Ce nom de Pacifique Jusserant n'était pas inconnu à Angélique.
– Vous le connaissez, dit le vieux, vous l'avez soigné et sauvé de la cécité blanche, l'an dernier, dans votre fort de Wapassou.
Alors elle se souvint de l'individu en question. En plein hiver, chaussé de raquettes et escorté d'un Indien, il s'était présenté au fort porteur d'une lettre du Père d'Orgeval pour le comte de Loménie-Chambord. La réverbération du soleil sur la neige pendant la marche lui avait brûlé les yeux au point de le rendre aveugle. Elle l'avait soigné avec une décoction de pousses d'aiguilles de pins. C'était un homme jeune encore, mais farouche et, tout dévoué au missionnaire qu'il servait, il avait embrassé sa cause contre les gens de Wapassou.

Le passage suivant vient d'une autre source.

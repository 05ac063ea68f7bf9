//! An authenticated trading session: one wallet, one channel, one dispatcher.

use ark_bn254::Fr;
use ethers::signers::{LocalWallet, Signer};
use ethers::types::Address;
use futures_util::stream::{SplitSink, StreamExt};
use futures_util::{SinkExt, Stream};
use log::{debug, error, info};
use std::sync::Arc;
use tokio::sync::{watch, Mutex};
use tokio_tungstenite::tungstenite::{Error as WsError, Message};

use crate::auth::{open_channel, SessionAuthenticator, WsStream};
use crate::config::ClientConfig;
use crate::dispatcher::EventDispatcher;
use crate::envelope::Outbound;
use crate::error::ClientError;
use crate::field::fr_to_hex;
use crate::order::{build_commitment, OrderStatus, PendingOrder, RawOrderSpec};
use crate::pipeline::{ProofPipeline, SubmitOutcome};
use crate::store::{PendingOrderStore, Transition};

pub struct TradingSession {
    owner: Address,
    token: String,
    denomination: String,
    sink: Mutex<SplitSink<WsStream, Message>>,
    store: Arc<PendingOrderStore>,
    pipeline: Arc<ProofPipeline>,
    reader: tokio::task::JoinHandle<()>,
    closed: watch::Receiver<bool>,
}

impl TradingSession {
    /// Authenticates `wallet` against the engine, opens the persistent
    /// channel, and spawns the per-channel dispatcher. Bootstrap failures are
    /// fatal; the caller must restart from scratch.
    pub async fn connect(
        config: &ClientConfig,
        wallet: LocalWallet,
        store: Arc<PendingOrderStore>,
        pipeline: Arc<ProofPipeline>,
    ) -> Result<Self, ClientError> {
        let owner = wallet.address();
        let authenticator = SessionAuthenticator::new(config.engine_http.clone(), wallet);
        let credential = authenticator.authenticate().await?;
        let stream = open_channel(&config.engine_ws, &credential).await?;
        let (sink, source) = stream.split();

        let dispatcher = Arc::new(EventDispatcher::new(
            store.clone(),
            pipeline.clone(),
            config.enclave_address,
            config.await_order_timeout,
        ));
        let (closed_tx, closed) = watch::channel(false);
        let reader = tokio::spawn(async move {
            read_loop(source, dispatcher).await;
            let _ = closed_tx.send(true);
        });
        info!("session established for {owner:?}");

        Ok(Self {
            owner,
            token: config.default_token.clone(),
            denomination: config.denomination.clone(),
            sink: Mutex::new(sink),
            store,
            pipeline,
            reader,
            closed,
        })
    }

    /// Resolves once the channel reader has stopped, whether from a transport
    /// failure or an orderly server close. The session cannot receive events
    /// past this point; the caller re-establishes it with a fresh `connect`,
    /// backing off between attempts. Pending orders survive in the store.
    pub async fn closed(&self) {
        channel_closed(self.closed.clone()).await;
    }

    pub fn is_closed(&self) -> bool {
        *self.closed.borrow()
    }

    pub fn owner(&self) -> Address {
        self.owner
    }

    /// Builds a commitment for `raw`, registers it, and sends it over the
    /// channel. Returns the commitment hash.
    pub async fn submit_order(&self, raw: &RawOrderSpec) -> Result<Fr, ClientError> {
        let commitment = build_commitment(raw, &self.token, &self.denomination)?;
        let hash = commitment.hash;
        self.store
            .insert(PendingOrder::new(commitment.clone(), self.owner))
            .await?;
        self.send(&Outbound::send_order(&commitment)).await?;
        // The acknowledgement may already have claimed the order; a Skipped
        // transition here is fine.
        let _ = self
            .store
            .transition(hash, &[OrderStatus::Constructed], OrderStatus::Submitted)
            .await?;
        info!("submitted order {}", fr_to_hex(&hash));
        Ok(hash)
    }

    /// Drives a cancel proof for an order this session placed.
    pub async fn cancel_order(&self, hash: Fr) -> Result<SubmitOutcome, ClientError> {
        drive_cancel(&self.store, &self.pipeline, self.owner, hash).await
    }

    /// Asks the engine for all orders crossing one of ours; the reply comes
    /// back asynchronously as a crossed-orders event.
    pub async fn request_crossed_orders(&self, hash: Fr) -> Result<(), ClientError> {
        let order = self
            .store
            .lookup(hash)
            .await
            .filter(|order| order.owner == self.owner)
            .ok_or_else(|| ClientError::UnknownOrder {
                hash: fr_to_hex(&hash),
            })?;
        self.send(&Outbound::get_crossed_orders(&order.commitment))
            .await
    }

    /// Asks for the pre-images of all open orders owned by this session.
    pub async fn open_orders(&self) -> Result<(), ClientError> {
        self.send(&Outbound::OpenOrders).await
    }

    /// Resets the engine's book. Development only.
    pub async fn clear_orderbook(&self) -> Result<(), ClientError> {
        self.send(&Outbound::ClearOrderbook).await
    }

    pub async fn upgrade_listening_contract(&self, new_address: Address) -> Result<(), ClientError> {
        self.send(&Outbound::upgrade_listening_contract(format!(
            "{new_address:?}"
        )))
        .await
    }

    async fn send(&self, envelope: &Outbound) -> Result<(), ClientError> {
        let text = serde_json::to_string(envelope)
            .map_err(|e| ClientError::MalformedMessage(format!("unserializable envelope: {e}")))?;
        debug!("sending {text}");
        self.sink.lock().await.send(Message::Text(text)).await?;
        Ok(())
    }

    /// Tears down the channel reader. Pending orders stay in the store.
    pub fn shutdown(self) {
        self.reader.abort();
    }
}

/// Claims Placed → Cancelling and hands the cancel proof to the pipeline; a
/// pipeline failure reverts the claim so the cancel can be retried.
async fn drive_cancel(
    store: &PendingOrderStore,
    pipeline: &ProofPipeline,
    owner: Address,
    hash: Fr,
) -> Result<SubmitOutcome, ClientError> {
    let order = store
        .lookup(hash)
        .await
        .filter(|order| order.owner == owner)
        .ok_or_else(|| ClientError::UnknownOrder {
            hash: fr_to_hex(&hash),
        })?;
    match store
        .transition(hash, &[OrderStatus::Placed], OrderStatus::Cancelling)
        .await?
    {
        Transition::Skipped { current } => {
            info!("cancel of {} skipped in status {current}", fr_to_hex(&hash));
            return Ok(SubmitOutcome::Coalesced);
        }
        Transition::Applied { .. } => {}
    }
    match pipeline.submit_cancel(&order).await {
        Ok(outcome) => Ok(outcome),
        Err(e) => {
            let _ = store
                .transition(hash, &[OrderStatus::Cancelling], OrderStatus::Placed)
                .await;
            Err(e)
        }
    }
}

async fn channel_closed(mut closed: watch::Receiver<bool>) {
    while !*closed.borrow_and_update() {
        if closed.changed().await.is_err() {
            return;
        }
    }
}

async fn read_loop<S>(mut source: S, dispatcher: Arc<EventDispatcher>)
where
    S: Stream<Item = Result<Message, WsError>> + Unpin,
{
    while let Some(frame) = source.next().await {
        match frame {
            Ok(message) if message.is_text() => {
                if let Ok(text) = message.into_text() {
                    dispatcher.handle_message(&text).await;
                }
            }
            Ok(_) => {}
            Err(e) => {
                error!("channel transport failure: {e}");
                break;
            }
        }
    }
    debug!("channel closed");
}

#[cfg(test)]
mod tests {
    use super::*;
    use crate::chain::VerifierClient;
    use crate::proof::{ProofCalldata, ProofRequest, ProveResponse, Prover, RawGroth16Proof};
    use async_trait::async_trait;
    use ethers::types::{Bytes, H256, U256};
    use futures_util::stream;
    use std::sync::atomic::{AtomicBool, AtomicUsize, Ordering};
    use tokio::time::{timeout, Duration};

    use crate::order::{build_commitment, PendingOrder, RawOrderSpec, Side};

    /// Fails the first request, then produces a well-formed proof.
    struct FlakyProver {
        failed: AtomicBool,
    }

    #[async_trait]
    impl Prover for FlakyProver {
        async fn prove(&self, request: &ProofRequest) -> Result<ProveResponse, ClientError> {
            if !self.failed.swap(true, Ordering::SeqCst) {
                return Err(ClientError::ProofGeneration("witness rejected".into()));
            }
            Ok(ProveResponse {
                proof: RawGroth16Proof {
                    pi_a: ["1".into(), "2".into(), "1".into()],
                    pi_b: [
                        ["3".into(), "4".into()],
                        ["5".into(), "6".into()],
                        ["1".into(), "0".into()],
                    ],
                    pi_c: ["7".into(), "8".into(), "1".into()],
                },
                public_signals: request
                    .public_signals()
                    .iter()
                    .map(crate::field::fr_to_dec)
                    .collect(),
            })
        }
    }

    #[derive(Default)]
    struct CountingVerifier {
        cancels: AtomicUsize,
    }

    #[async_trait]
    impl VerifierClient for CountingVerifier {
        async fn place(
            &self,
            _owner: Address,
            _order_hash: U256,
            _enclave_signature: Bytes,
            _calldata: ProofCalldata,
        ) -> Result<H256, ClientError> {
            Ok(H256::zero())
        }

        async fn cancel(
            &self,
            _owner: Address,
            _calldata: ProofCalldata,
        ) -> Result<H256, ClientError> {
            self.cancels.fetch_add(1, Ordering::SeqCst);
            Ok(H256::zero())
        }

        async fn fill(
            &self,
            _owner: Address,
            _calldata: ProofCalldata,
        ) -> Result<H256, ClientError> {
            Ok(H256::zero())
        }
    }

    async fn placed_order(store: &PendingOrderStore, owner: Address) -> Fr {
        let raw = RawOrderSpec {
            price: 10.0,
            volume: 1.0,
            side: Side::Bid,
        };
        let order = PendingOrder::new(build_commitment(&raw, "tok", "0x1").unwrap(), owner);
        let hash = order.commitment.hash;
        store.insert(order).await.unwrap();
        store
            .transition(hash, &[OrderStatus::Constructed], OrderStatus::Placed)
            .await
            .unwrap();
        hash
    }

    #[tokio::test]
    async fn failed_cancel_reverts_to_placed_and_is_retryable() {
        let store = PendingOrderStore::new();
        let verifier = Arc::new(CountingVerifier::default());
        let pipeline = ProofPipeline::new(
            Arc::new(FlakyProver {
                failed: AtomicBool::new(false),
            }),
            verifier.clone(),
        );
        let owner = Address::random();
        let hash = placed_order(&store, owner).await;

        let err = drive_cancel(&store, &pipeline, owner, hash)
            .await
            .unwrap_err();
        assert!(matches!(err, ClientError::ProofGeneration(_)));
        assert_eq!(store.status(hash).await, Some(OrderStatus::Placed));
        assert_eq!(verifier.cancels.load(Ordering::SeqCst), 0);

        // The claim was reverted and the pipeline slot freed, so the retry
        // goes through.
        let retry = drive_cancel(&store, &pipeline, owner, hash).await.unwrap();
        assert!(matches!(retry, SubmitOutcome::Submitted(_)));
        assert_eq!(store.status(hash).await, Some(OrderStatus::Cancelling));
        assert_eq!(verifier.cancels.load(Ordering::SeqCst), 1);
    }

    #[tokio::test]
    async fn cancel_checks_the_owner() {
        let store = PendingOrderStore::new();
        let verifier = Arc::new(CountingVerifier::default());
        let pipeline = ProofPipeline::new(
            Arc::new(FlakyProver {
                failed: AtomicBool::new(true),
            }),
            verifier.clone(),
        );
        let hash = placed_order(&store, Address::random()).await;

        let result = drive_cancel(&store, &pipeline, Address::random(), hash).await;
        assert!(matches!(result, Err(ClientError::UnknownOrder { .. })));
        assert_eq!(store.status(hash).await, Some(OrderStatus::Placed));
    }

    #[tokio::test]
    async fn channel_death_is_observable() {
        let store = Arc::new(PendingOrderStore::new());
        let verifier = Arc::new(CountingVerifier::default());
        let pipeline = Arc::new(ProofPipeline::new(
            Arc::new(FlakyProver {
                failed: AtomicBool::new(true),
            }),
            verifier,
        ));
        let dispatcher = Arc::new(EventDispatcher::new(
            store,
            pipeline,
            Address::random(),
            Duration::from_millis(50),
        ));

        // A frame the dispatcher drops, then the transport dies.
        let frames = stream::iter(vec![
            Ok(Message::Text("Hello from the server!".to_string())),
            Err(WsError::ConnectionClosed),
        ]);
        let (closed_tx, closed) = watch::channel(false);
        tokio::spawn(async move {
            read_loop(frames, dispatcher).await;
            let _ = closed_tx.send(true);
        });

        timeout(Duration::from_secs(1), channel_closed(closed))
            .await
            .expect("channel death was never surfaced");
    }
}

Pendant le temps de son séjour au fort, il ne s'était pas départi de son attitude méfiante.
– Il s'en est allé vers le sud, jusqu'aux rivages où la mer reste libre l'hiver et où les navires continuent d'aborder, possible même que ce soit du côté de Pentagouët ou plus bas encore, du côté de la Nouvelle-Angleterre. Il va chercher quelque chose pour le Père d'Orgeval qu'un courrier doit lui amener de France. Quelque chose de mauvais pour vous et votre époux.

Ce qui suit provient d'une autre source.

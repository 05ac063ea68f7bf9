//! Two-wallet demo driver: authenticates a trader and their counterparty,
//! resets the dev book, submits both wallets' order files, cancels one order,
//! and asks the engine for crossings of the trader's first order. The
//! dispatcher and confirmation listener do the rest in the background.

use dotenv::dotenv;
use ethers::providers::Provider;
use ethers::signers::LocalWallet;
use ethers_providers::Ws;
use eyre::{Result, WrapErr};
use log::{info, warn};
use std::fs;
use std::sync::Arc;
use tokio::time::Duration;

use unyfy_client::chain::{spawn_confirmation_listener, EthersVerifier};
use unyfy_client::config::ClientConfig;
use unyfy_client::order::RawOrderSpec;
use unyfy_client::pipeline::ProofPipeline;
use unyfy_client::proof::HttpProver;
use unyfy_client::session::TradingSession;
use unyfy_client::store::PendingOrderStore;

fn load_orders(path: &str) -> Result<Vec<RawOrderSpec>> {
    let text = fs::read_to_string(path).wrap_err_with(|| format!("cannot read {path}"))?;
    serde_json::from_str(&text).wrap_err_with(|| format!("cannot parse {path}"))
}

fn var_or(key: &str, default: &str) -> String {
    std::env::var(key).unwrap_or_else(|_| default.to_string())
}

async fn sleep(secs: u64) {
    tokio::time::sleep(Duration::from_secs(secs)).await;
}

#[tokio::main]
async fn main() -> Result<()> {
    dotenv().ok();
    pretty_env_logger::init();

    let config = ClientConfig::from_env()?;
    let wallet1: LocalWallet = std::env::var("W1_PRIV_KEY")
        .wrap_err("W1_PRIV_KEY must be set")?
        .parse()?;
    let wallet2: LocalWallet = std::env::var("W2_PRIV_KEY")
        .wrap_err("W2_PRIV_KEY must be set")?
        .parse()?;

    let provider = Arc::new(Provider::<Ws>::connect(&config.chain_ws_url).await?);
    let store = Arc::new(PendingOrderStore::new());

    let mut verifier = EthersVerifier::new(
        provider.clone(),
        config.verifier_address,
        config.chain_id,
        config.gas_price_gwei,
        config.gas_limit,
    );
    verifier.register_owner(wallet1.clone());
    verifier.register_owner(wallet2.clone());
    let pipeline = Arc::new(ProofPipeline::new(
        Arc::new(HttpProver::new(config.prover_url.clone())),
        Arc::new(verifier),
    ));

    let _listener = spawn_confirmation_listener(
        provider.clone(),
        config.verifier_address,
        config.event_start_block,
        store.clone(),
    );

    let session1 =
        TradingSession::connect(&config, wallet1, store.clone(), pipeline.clone()).await?;
    let session2 =
        TradingSession::connect(&config, wallet2, store.clone(), pipeline.clone()).await?;

    session1
        .upgrade_listening_contract(config.verifier_address)
        .await?;
    sleep(5).await;

    // Blank slate for the demo.
    session1.clear_orderbook().await?;
    sleep(5).await;

    let w1_orders = load_orders(&var_or("W1_ORDERS", "artifacts/wallet1_orders.json"))?;
    let w2_orders = load_orders(&var_or("W2_ORDERS", "artifacts/wallet2_orders.json"))?;
    eyre::ensure!(
        !w1_orders.is_empty() && !w2_orders.is_empty(),
        "both order files must contain at least one order"
    );

    let mut w1_hashes = Vec::new();
    for raw in &w1_orders {
        w1_hashes.push(session1.submit_order(raw).await?);
        sleep(5).await;
    }
    let mut w2_hashes = Vec::new();
    for raw in &w2_orders {
        w2_hashes.push(session2.submit_order(raw).await?);
        sleep(5).await;
    }

    // Give the enclave acknowledgements and placements time to land, then
    // confirm the orders were logged in the book.
    sleep(20).await;
    session1.open_orders().await?;
    sleep(1).await;
    session2.open_orders().await?;

    // Cancel the third order sent by the counterparty, if it has one.
    if let Some(hash) = w2_hashes.get(2) {
        session2.cancel_order(*hash).await?;
        sleep(20).await;
        session2.open_orders().await?;
    }

    sleep(5).await;
    // Ask for crossings of the trader's first order; the crossed-orders event
    // drives the fill proof.
    session1.request_crossed_orders(w1_hashes[0]).await?;

    info!("demo flow sent, waiting for events (ctrl-c to exit)");
    tokio::select! {
        result = tokio::signal::ctrl_c() => result?,
        _ = session1.closed() => warn!("trader channel closed by the engine, exiting"),
        _ = session2.closed() => warn!("counterparty channel closed by the engine, exiting"),
    }
    Ok(())
}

– Comment savez-vous cela ?
– Il est venu me voir avant de partir. Quand j'étais moi-même « donné » nous avons partagé pas mal d'aventures ensemble. Il est né à l'île d'Orléans et il a une concession sur la côte de Lauzon du côté de Lévis. Mais il a tout quitté depuis longtemps pour suivre le Père d'Orgeval. Il est parti à l'été.
– Quand doit-il revenir ?
– Me paraît difficile qu'il puisse atteindre Québec avant le dégel. À supposer que le navire attendu soit parvenu aux côtes en janvier. Les traversées sont rares l'hiver, mais les Hollandais et les Anglais s'y risquent puisqu'ils ont la mer libre. Le Père avait des intelligences avec eux et se faisait ainsi envoyer toutes sortes de correspondance de sorte que, par l'Acadie, il gagnait souvent de vitesse les courriers qui arrivaient ici.
– Qu'apporterait-il qui pourrait nous nuire ?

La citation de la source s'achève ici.